> _ASSIGNED TASK_: Find out how many lines in the records have the string "from" in them, and state only that number.

(Stored items)
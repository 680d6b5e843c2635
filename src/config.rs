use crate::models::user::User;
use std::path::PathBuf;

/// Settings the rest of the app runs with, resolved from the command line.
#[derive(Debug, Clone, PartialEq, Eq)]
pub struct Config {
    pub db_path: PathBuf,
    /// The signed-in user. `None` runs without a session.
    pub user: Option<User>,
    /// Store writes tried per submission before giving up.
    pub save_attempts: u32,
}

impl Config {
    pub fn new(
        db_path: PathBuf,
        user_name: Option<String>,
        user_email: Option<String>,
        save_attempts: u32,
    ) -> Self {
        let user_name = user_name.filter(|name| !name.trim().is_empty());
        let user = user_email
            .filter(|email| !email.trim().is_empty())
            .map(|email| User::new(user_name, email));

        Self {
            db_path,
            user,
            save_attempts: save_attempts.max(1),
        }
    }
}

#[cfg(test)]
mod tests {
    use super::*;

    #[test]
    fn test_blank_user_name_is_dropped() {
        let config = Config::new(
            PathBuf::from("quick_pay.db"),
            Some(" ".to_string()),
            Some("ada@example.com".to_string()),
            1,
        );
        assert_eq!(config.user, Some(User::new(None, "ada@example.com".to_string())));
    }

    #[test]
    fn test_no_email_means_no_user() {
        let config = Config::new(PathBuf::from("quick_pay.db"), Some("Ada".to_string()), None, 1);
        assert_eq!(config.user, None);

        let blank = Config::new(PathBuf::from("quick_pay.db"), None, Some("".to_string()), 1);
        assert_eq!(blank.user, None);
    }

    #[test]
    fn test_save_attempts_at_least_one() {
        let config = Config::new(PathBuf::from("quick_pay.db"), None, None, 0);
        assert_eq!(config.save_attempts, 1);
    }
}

> _COMPLETED EXERCISE_: 5